• Assignment: Each line that has the string "window" must be copied from the records below.

• Task data:
Segment Open
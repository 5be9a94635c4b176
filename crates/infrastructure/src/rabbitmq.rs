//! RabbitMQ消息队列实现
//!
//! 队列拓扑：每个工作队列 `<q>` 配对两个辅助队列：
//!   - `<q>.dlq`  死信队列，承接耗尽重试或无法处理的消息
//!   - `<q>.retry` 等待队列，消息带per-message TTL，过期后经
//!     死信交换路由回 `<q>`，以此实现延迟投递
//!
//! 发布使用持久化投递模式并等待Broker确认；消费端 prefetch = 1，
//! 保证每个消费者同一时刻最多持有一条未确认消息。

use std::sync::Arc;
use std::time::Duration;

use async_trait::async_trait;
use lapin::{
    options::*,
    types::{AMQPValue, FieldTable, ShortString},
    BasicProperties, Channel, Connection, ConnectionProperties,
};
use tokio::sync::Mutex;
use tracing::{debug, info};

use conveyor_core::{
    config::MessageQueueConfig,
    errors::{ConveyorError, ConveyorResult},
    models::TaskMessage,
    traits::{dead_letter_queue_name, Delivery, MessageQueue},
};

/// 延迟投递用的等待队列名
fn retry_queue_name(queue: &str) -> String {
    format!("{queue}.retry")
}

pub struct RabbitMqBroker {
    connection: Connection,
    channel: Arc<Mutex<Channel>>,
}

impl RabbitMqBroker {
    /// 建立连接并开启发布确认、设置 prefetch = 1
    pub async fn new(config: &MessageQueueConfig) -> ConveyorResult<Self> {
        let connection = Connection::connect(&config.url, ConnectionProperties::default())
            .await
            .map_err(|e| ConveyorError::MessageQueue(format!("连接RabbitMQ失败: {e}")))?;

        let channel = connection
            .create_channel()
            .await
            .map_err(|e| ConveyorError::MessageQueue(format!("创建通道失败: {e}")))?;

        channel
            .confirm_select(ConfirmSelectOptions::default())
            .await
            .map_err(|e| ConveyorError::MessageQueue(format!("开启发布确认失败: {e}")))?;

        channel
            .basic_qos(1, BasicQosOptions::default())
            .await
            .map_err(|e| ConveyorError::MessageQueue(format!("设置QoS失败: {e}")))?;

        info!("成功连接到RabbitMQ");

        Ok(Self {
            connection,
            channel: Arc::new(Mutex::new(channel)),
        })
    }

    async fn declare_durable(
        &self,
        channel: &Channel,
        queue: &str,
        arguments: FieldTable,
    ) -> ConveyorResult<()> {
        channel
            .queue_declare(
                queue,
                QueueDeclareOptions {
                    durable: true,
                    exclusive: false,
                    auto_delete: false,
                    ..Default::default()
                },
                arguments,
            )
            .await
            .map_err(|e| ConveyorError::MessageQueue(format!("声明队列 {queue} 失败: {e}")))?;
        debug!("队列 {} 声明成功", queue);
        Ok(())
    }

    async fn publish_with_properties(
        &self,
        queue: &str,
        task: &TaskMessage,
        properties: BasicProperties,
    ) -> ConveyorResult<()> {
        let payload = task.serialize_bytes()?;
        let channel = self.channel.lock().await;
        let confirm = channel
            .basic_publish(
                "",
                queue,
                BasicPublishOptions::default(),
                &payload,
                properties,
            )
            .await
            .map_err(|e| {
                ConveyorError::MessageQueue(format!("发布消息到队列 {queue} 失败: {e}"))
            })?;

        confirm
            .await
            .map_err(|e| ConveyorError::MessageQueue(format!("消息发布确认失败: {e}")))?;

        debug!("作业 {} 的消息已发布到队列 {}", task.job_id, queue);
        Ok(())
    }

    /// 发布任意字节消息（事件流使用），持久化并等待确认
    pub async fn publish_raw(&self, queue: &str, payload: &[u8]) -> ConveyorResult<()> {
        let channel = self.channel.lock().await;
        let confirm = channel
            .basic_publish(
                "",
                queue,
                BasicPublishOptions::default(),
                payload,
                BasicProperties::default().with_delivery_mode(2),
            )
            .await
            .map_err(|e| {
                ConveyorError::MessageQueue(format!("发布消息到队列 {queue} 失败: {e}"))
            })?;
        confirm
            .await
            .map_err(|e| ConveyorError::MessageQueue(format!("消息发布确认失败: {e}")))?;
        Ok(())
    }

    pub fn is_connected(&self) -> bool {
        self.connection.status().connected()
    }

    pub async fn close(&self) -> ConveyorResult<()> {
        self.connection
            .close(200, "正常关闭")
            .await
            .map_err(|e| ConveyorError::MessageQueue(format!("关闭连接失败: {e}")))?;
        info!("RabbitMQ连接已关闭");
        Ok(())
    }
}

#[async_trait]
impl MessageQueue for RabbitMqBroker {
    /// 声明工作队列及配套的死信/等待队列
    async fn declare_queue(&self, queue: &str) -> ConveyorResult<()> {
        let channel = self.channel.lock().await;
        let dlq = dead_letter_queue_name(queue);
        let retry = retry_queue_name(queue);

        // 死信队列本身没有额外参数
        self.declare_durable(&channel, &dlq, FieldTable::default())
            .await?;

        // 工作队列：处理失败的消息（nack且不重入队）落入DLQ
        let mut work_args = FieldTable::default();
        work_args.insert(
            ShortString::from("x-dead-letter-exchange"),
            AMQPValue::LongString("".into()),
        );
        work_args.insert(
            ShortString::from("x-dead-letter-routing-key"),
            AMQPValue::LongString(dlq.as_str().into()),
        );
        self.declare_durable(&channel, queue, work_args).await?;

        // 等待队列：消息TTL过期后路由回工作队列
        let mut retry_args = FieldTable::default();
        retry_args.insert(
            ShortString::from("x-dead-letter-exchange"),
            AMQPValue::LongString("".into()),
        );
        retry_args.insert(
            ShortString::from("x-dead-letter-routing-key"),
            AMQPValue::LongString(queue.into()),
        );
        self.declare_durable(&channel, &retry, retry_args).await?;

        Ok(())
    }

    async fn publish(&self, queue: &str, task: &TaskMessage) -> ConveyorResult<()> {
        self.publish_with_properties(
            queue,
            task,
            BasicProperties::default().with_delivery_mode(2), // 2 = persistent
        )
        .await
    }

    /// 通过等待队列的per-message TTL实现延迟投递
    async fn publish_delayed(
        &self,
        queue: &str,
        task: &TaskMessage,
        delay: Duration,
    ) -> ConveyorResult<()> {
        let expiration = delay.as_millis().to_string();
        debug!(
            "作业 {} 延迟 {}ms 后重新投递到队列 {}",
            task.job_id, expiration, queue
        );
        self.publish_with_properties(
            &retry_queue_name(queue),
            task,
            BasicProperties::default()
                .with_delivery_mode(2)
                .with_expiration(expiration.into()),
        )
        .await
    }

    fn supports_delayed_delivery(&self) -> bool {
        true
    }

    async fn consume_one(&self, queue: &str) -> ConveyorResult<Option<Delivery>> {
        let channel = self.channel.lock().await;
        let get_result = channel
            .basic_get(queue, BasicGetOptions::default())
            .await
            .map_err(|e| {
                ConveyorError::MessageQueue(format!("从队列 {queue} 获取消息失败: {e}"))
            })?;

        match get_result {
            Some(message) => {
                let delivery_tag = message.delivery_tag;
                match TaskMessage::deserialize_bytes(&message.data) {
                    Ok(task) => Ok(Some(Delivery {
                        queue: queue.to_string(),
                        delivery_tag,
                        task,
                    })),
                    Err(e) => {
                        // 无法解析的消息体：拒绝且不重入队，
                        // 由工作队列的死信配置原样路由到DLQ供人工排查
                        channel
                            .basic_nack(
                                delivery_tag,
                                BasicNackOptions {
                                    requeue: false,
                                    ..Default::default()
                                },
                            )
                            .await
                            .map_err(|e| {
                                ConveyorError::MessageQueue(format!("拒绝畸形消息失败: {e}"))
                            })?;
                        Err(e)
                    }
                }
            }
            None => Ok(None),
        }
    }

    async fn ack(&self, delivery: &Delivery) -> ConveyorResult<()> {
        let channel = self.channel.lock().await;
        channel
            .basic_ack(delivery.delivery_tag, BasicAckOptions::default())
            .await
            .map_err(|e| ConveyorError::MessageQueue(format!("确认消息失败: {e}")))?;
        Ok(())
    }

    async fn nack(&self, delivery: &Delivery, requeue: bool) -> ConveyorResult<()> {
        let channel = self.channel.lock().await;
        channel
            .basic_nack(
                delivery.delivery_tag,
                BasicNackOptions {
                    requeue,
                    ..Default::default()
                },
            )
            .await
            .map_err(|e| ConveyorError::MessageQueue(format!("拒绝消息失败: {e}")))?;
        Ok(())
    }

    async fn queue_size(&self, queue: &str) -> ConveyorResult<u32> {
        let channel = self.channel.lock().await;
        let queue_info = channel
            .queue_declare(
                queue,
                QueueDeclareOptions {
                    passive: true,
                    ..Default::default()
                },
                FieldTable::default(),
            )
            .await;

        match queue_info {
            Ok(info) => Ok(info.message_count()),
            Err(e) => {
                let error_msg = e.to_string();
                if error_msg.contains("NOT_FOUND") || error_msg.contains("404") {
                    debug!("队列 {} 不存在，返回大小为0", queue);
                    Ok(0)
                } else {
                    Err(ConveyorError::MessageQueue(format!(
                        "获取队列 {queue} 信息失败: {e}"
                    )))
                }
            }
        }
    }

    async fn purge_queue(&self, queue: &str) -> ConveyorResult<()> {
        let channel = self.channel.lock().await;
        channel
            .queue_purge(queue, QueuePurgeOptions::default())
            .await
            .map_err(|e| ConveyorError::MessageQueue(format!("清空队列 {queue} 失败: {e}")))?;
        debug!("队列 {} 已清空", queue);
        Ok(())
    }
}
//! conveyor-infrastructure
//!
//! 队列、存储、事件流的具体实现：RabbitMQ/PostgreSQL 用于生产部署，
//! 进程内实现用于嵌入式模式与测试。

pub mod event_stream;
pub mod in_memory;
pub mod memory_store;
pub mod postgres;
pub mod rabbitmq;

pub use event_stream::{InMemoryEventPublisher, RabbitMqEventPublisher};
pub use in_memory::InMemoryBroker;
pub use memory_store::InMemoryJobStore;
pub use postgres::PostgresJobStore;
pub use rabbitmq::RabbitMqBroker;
Segment Closed
Segment Open
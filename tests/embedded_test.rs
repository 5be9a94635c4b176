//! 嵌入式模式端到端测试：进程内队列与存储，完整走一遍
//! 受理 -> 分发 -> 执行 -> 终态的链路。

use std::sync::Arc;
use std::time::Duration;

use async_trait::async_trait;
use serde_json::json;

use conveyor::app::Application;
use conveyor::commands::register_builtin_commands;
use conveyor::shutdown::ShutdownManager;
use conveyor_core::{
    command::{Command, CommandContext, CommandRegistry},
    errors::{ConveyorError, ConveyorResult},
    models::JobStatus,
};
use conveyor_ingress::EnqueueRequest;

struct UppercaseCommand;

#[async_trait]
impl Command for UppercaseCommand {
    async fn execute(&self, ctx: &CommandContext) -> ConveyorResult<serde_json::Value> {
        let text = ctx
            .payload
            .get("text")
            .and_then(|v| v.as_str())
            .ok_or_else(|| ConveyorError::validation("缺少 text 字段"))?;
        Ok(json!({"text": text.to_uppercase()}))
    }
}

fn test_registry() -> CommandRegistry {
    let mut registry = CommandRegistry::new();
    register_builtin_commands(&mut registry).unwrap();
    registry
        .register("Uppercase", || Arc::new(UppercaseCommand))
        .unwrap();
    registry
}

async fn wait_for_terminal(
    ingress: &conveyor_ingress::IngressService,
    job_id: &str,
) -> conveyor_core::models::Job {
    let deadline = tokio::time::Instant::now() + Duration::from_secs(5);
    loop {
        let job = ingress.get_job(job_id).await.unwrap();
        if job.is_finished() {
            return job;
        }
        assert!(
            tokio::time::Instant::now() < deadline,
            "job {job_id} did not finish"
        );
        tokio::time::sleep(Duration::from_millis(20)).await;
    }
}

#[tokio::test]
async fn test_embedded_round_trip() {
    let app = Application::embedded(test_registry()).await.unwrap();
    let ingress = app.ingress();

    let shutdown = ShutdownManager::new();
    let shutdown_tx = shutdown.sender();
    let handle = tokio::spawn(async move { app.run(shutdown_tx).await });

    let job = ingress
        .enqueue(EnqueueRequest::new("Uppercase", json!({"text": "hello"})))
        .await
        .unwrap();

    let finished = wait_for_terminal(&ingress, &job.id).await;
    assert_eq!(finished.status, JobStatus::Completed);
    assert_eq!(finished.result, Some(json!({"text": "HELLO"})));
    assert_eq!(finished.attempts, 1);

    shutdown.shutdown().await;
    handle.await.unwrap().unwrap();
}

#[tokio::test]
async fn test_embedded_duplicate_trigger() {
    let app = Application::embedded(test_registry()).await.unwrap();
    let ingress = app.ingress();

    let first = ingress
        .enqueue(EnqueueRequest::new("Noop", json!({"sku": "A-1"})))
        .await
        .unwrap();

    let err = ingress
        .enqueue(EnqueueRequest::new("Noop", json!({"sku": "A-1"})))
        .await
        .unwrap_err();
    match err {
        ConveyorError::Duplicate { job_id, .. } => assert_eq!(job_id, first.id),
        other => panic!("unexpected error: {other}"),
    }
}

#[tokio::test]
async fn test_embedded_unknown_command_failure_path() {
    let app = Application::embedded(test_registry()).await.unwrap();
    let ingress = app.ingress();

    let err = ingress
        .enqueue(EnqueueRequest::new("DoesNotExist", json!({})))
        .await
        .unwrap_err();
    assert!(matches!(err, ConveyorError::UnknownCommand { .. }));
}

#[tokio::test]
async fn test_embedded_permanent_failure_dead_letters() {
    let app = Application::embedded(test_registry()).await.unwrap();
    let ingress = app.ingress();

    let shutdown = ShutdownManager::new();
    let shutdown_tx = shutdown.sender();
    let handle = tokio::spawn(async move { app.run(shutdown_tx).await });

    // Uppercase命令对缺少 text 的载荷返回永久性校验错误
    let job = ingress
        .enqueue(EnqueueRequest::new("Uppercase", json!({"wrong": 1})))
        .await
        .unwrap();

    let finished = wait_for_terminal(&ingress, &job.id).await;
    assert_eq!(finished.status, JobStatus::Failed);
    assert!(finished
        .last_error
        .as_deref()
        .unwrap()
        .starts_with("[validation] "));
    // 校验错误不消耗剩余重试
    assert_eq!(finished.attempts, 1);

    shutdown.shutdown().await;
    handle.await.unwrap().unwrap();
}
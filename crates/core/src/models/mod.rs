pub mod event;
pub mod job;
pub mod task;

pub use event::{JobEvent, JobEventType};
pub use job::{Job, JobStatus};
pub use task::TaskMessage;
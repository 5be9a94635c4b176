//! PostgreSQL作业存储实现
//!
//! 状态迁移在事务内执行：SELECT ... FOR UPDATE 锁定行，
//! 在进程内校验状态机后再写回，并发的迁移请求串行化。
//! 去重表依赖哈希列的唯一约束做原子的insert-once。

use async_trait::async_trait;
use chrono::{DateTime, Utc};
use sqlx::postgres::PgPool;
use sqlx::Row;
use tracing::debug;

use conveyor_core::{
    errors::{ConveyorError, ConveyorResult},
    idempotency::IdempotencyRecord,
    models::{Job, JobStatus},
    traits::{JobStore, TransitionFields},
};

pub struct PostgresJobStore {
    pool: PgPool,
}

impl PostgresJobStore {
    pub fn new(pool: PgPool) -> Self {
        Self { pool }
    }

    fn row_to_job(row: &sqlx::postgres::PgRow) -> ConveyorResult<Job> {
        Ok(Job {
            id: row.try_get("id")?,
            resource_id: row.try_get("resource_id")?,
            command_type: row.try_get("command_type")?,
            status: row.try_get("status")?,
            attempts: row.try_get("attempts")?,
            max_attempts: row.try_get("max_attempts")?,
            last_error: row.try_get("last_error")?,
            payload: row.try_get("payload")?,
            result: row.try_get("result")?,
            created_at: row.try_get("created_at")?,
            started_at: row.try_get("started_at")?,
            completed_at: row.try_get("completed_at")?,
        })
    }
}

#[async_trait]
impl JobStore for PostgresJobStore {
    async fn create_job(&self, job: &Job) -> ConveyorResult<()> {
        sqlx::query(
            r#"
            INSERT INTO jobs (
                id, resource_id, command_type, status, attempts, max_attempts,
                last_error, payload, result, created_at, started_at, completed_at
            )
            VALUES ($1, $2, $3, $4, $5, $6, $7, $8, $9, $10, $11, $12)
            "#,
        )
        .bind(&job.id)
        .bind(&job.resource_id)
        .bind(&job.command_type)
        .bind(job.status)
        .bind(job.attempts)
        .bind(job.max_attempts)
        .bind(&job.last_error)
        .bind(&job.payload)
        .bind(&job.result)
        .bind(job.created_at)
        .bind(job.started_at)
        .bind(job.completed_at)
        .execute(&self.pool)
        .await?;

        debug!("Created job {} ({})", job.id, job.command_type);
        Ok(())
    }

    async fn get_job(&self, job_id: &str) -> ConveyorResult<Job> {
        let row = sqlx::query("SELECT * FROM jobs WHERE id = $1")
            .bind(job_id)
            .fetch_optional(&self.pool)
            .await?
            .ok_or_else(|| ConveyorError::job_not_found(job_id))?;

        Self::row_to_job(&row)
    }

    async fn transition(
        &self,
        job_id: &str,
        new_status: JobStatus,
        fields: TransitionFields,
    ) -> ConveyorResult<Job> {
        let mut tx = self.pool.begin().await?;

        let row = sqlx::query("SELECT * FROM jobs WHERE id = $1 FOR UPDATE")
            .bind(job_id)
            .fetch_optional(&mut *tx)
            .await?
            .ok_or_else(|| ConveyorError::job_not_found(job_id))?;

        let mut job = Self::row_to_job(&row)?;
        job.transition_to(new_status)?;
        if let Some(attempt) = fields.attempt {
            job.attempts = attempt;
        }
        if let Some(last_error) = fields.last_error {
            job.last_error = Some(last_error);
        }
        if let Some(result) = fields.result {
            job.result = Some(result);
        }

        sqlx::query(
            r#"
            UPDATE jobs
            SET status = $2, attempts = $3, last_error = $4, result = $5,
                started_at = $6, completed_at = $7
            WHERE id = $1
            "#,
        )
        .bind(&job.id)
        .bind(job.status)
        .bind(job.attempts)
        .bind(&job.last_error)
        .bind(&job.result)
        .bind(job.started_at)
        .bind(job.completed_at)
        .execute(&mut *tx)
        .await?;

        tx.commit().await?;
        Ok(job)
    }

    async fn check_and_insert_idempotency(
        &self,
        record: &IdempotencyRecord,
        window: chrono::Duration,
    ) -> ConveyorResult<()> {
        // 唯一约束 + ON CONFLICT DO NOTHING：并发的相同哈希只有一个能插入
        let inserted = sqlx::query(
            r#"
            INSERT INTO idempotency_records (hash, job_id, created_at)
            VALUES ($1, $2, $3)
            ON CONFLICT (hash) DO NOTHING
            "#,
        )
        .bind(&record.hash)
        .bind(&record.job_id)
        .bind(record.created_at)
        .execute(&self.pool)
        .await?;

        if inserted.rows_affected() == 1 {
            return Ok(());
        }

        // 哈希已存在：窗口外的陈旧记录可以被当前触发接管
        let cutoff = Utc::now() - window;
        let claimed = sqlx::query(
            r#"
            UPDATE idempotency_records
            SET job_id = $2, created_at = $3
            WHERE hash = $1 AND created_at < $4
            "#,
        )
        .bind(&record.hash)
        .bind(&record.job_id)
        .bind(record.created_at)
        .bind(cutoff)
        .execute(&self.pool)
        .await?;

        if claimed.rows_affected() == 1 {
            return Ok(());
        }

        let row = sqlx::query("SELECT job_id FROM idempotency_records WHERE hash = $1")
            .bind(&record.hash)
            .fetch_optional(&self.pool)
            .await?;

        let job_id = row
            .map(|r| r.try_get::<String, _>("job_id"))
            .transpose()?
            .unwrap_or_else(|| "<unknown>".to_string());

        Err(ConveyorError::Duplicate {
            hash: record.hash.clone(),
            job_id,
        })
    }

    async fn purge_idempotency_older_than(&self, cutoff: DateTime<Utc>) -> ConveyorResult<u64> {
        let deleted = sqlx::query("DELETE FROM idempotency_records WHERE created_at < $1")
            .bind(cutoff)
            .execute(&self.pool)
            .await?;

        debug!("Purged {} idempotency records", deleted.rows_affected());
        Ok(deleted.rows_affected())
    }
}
Segment Closed
Segment Open
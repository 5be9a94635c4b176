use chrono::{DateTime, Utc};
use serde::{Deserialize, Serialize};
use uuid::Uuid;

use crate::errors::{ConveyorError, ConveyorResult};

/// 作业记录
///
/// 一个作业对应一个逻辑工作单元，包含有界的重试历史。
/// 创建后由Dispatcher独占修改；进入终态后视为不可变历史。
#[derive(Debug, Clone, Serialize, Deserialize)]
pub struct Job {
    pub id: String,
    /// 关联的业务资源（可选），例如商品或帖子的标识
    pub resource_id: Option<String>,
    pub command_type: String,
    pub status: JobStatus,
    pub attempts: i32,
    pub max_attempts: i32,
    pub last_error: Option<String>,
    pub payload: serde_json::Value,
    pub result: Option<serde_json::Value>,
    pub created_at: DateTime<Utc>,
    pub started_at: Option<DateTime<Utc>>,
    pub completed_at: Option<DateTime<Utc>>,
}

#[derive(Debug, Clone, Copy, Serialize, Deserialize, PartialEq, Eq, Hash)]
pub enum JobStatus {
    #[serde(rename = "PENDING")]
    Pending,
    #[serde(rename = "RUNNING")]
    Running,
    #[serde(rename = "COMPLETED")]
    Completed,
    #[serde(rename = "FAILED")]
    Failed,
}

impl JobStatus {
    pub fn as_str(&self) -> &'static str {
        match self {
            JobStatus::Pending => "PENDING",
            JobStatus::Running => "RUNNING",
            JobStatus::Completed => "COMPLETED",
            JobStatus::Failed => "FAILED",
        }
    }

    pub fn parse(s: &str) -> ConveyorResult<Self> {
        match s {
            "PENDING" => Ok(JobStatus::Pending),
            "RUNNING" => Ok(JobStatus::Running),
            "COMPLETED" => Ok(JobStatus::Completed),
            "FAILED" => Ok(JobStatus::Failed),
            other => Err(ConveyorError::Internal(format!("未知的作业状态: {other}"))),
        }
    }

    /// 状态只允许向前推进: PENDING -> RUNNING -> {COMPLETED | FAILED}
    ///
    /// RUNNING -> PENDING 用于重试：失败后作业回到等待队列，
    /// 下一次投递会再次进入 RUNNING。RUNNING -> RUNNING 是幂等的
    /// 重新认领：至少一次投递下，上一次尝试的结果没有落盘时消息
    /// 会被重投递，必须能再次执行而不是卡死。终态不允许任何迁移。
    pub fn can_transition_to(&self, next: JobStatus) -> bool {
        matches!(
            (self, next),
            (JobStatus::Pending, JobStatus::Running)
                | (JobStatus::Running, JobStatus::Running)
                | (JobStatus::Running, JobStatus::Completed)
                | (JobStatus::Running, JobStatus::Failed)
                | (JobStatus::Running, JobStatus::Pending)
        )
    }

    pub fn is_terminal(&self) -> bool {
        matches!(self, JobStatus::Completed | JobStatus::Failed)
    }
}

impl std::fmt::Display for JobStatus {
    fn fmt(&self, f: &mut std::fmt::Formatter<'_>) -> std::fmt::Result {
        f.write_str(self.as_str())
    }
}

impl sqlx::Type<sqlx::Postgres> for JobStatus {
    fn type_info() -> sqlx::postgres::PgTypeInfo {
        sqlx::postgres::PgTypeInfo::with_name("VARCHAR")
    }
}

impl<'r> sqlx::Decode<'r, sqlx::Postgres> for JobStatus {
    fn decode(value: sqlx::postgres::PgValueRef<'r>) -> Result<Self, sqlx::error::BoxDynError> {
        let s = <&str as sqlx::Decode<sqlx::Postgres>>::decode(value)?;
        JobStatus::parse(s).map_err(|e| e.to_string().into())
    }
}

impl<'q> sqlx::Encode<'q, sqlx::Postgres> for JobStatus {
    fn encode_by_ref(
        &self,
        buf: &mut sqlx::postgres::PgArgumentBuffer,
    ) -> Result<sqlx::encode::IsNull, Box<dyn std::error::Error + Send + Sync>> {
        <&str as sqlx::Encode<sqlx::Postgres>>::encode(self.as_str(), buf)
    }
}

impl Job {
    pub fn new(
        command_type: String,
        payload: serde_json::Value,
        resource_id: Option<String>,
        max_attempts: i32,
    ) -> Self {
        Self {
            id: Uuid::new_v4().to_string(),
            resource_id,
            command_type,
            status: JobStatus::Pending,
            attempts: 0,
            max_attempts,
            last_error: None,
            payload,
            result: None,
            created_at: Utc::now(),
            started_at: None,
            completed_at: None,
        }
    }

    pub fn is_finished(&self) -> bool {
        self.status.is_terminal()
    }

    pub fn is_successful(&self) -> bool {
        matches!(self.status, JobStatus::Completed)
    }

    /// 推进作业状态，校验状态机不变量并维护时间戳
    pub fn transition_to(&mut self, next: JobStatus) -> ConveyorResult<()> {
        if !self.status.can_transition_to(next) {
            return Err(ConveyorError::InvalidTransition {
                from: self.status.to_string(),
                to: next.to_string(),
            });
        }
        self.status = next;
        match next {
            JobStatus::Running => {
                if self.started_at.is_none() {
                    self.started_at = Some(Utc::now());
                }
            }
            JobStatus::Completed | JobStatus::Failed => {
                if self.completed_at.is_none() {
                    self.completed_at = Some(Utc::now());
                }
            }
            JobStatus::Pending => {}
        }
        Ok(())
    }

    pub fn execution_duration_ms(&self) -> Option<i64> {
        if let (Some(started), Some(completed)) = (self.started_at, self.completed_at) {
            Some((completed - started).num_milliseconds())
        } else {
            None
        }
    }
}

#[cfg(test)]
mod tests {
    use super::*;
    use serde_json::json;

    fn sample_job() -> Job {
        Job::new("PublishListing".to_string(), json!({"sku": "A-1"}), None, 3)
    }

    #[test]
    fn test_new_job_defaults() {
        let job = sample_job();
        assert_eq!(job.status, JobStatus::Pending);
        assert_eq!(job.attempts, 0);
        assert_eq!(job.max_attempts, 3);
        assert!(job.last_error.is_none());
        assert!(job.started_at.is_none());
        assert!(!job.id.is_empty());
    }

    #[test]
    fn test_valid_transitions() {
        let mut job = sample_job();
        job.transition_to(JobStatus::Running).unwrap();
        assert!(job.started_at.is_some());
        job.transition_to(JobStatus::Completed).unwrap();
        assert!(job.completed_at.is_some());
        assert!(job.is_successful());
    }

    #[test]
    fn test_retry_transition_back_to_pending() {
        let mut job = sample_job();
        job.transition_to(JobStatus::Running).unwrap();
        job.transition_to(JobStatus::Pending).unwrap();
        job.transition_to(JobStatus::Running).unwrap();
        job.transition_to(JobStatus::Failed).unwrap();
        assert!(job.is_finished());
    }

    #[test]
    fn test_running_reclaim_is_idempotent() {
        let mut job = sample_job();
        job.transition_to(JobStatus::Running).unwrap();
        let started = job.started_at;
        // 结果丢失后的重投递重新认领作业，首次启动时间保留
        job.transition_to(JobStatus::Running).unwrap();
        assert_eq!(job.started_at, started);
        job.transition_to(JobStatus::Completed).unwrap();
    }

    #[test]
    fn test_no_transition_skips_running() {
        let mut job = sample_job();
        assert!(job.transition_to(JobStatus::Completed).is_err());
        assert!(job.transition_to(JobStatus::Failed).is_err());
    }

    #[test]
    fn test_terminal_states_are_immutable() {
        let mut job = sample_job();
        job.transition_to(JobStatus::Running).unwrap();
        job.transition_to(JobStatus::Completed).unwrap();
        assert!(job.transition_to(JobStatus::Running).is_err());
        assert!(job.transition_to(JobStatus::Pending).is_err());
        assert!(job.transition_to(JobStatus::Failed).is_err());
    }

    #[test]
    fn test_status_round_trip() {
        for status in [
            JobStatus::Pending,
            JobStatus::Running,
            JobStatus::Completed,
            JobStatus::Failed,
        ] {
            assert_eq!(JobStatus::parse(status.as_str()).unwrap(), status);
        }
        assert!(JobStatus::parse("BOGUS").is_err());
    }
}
Segment Closed
• Response:
        window: chrono::Duration,
        let cutoff = Utc::now() - window;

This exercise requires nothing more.